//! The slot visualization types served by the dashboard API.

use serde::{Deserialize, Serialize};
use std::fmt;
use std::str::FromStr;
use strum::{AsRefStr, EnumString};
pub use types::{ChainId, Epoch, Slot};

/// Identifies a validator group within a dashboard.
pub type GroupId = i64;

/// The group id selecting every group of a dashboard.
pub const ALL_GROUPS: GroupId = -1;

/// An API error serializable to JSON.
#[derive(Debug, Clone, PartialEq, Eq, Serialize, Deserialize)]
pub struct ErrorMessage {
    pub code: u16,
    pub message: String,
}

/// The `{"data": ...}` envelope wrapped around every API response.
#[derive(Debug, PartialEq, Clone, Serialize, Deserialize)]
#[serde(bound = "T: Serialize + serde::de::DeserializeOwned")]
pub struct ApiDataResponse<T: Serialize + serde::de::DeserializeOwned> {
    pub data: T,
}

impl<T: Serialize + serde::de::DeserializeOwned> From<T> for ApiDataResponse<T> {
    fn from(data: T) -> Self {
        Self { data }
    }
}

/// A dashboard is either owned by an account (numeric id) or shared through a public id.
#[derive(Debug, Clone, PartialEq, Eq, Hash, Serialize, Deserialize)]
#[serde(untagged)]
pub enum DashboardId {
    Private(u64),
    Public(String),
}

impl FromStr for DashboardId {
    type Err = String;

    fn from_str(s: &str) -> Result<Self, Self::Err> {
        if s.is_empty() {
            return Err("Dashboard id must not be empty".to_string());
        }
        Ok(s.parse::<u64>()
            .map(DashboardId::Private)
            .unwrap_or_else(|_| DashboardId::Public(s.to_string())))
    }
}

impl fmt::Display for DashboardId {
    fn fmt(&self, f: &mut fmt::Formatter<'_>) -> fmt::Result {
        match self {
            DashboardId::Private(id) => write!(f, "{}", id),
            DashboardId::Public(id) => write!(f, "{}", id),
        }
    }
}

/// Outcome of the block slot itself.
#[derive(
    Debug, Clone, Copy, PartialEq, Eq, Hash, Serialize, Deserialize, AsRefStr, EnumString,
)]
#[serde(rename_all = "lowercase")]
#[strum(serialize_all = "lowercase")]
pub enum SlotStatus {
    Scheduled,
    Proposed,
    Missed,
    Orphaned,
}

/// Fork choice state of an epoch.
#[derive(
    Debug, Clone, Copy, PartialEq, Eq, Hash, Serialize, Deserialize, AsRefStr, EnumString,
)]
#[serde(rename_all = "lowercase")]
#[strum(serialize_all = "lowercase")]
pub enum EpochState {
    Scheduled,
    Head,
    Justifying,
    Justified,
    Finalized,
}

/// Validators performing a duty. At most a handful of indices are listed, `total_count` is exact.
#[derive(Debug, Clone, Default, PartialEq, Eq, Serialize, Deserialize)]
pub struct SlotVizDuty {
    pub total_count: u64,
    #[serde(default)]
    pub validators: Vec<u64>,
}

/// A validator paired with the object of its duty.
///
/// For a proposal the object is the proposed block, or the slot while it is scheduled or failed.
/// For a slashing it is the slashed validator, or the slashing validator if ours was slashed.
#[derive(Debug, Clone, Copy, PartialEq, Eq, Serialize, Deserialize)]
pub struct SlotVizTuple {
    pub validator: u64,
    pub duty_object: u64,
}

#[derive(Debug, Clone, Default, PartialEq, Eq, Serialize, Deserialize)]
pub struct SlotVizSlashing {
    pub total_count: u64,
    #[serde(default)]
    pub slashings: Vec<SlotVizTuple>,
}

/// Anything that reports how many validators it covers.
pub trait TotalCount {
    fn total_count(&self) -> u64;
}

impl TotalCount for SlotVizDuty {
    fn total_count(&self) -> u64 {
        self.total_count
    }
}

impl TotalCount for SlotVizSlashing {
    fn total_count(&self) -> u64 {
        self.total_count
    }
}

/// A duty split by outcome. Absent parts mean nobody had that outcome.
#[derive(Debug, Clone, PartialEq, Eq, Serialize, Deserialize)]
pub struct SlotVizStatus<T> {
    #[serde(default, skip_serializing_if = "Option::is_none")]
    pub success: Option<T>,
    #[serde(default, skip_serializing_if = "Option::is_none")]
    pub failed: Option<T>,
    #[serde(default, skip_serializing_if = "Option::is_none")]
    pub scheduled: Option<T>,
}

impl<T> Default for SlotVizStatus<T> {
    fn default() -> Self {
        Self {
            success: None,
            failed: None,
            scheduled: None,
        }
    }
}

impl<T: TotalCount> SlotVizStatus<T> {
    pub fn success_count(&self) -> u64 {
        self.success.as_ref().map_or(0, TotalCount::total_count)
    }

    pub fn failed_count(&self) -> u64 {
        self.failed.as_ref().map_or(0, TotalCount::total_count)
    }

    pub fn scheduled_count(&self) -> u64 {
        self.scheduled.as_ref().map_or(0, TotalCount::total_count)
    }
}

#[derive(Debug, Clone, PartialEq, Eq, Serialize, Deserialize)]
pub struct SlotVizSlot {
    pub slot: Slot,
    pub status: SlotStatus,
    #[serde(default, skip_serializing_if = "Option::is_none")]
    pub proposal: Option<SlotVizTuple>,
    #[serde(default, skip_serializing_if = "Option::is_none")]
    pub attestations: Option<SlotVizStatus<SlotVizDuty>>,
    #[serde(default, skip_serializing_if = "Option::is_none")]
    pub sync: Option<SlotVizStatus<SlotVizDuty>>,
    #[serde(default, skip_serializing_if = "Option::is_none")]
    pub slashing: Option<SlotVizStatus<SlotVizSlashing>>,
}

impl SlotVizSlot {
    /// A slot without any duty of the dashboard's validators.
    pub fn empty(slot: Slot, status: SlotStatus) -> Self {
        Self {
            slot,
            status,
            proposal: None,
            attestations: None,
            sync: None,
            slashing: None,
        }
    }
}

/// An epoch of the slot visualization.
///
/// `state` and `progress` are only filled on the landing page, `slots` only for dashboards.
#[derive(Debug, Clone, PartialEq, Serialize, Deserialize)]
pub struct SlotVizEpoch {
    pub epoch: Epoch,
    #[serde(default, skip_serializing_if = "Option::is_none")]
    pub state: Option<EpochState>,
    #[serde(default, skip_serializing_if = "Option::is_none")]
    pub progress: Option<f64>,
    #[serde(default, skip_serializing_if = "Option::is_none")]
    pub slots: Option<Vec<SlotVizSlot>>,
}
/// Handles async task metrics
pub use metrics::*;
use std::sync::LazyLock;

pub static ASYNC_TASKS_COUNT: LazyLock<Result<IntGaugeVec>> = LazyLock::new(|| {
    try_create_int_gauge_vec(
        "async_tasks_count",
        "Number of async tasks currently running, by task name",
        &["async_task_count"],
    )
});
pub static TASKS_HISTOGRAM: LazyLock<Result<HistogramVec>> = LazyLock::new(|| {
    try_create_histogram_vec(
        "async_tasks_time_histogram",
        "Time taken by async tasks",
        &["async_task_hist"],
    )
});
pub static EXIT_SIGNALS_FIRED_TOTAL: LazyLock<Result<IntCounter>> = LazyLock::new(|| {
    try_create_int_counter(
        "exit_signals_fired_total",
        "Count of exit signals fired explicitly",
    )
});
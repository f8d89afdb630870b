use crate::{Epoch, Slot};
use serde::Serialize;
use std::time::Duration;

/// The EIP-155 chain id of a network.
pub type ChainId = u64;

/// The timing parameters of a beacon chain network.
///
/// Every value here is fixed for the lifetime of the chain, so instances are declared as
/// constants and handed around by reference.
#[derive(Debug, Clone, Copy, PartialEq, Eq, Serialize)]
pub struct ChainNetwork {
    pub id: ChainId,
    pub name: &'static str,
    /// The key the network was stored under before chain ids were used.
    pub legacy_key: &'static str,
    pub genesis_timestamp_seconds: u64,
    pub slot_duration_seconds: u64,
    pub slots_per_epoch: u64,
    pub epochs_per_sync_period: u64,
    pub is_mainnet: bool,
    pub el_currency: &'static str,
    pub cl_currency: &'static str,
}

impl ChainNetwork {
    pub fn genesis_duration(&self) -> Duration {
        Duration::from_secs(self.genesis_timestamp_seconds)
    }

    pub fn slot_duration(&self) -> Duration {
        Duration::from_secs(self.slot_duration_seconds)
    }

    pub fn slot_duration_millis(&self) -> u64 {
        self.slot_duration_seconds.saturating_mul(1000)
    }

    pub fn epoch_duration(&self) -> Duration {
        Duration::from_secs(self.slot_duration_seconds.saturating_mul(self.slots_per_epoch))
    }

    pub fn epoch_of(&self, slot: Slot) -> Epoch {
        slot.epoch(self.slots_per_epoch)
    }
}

....

→ Try it: Search the listing above for the string "progress" and return each line it appears on.

→ Response below:
/// `state` and `progress` are only filled on the landing page, `slots` only for dashboards.
    pub progress: Option<f64>,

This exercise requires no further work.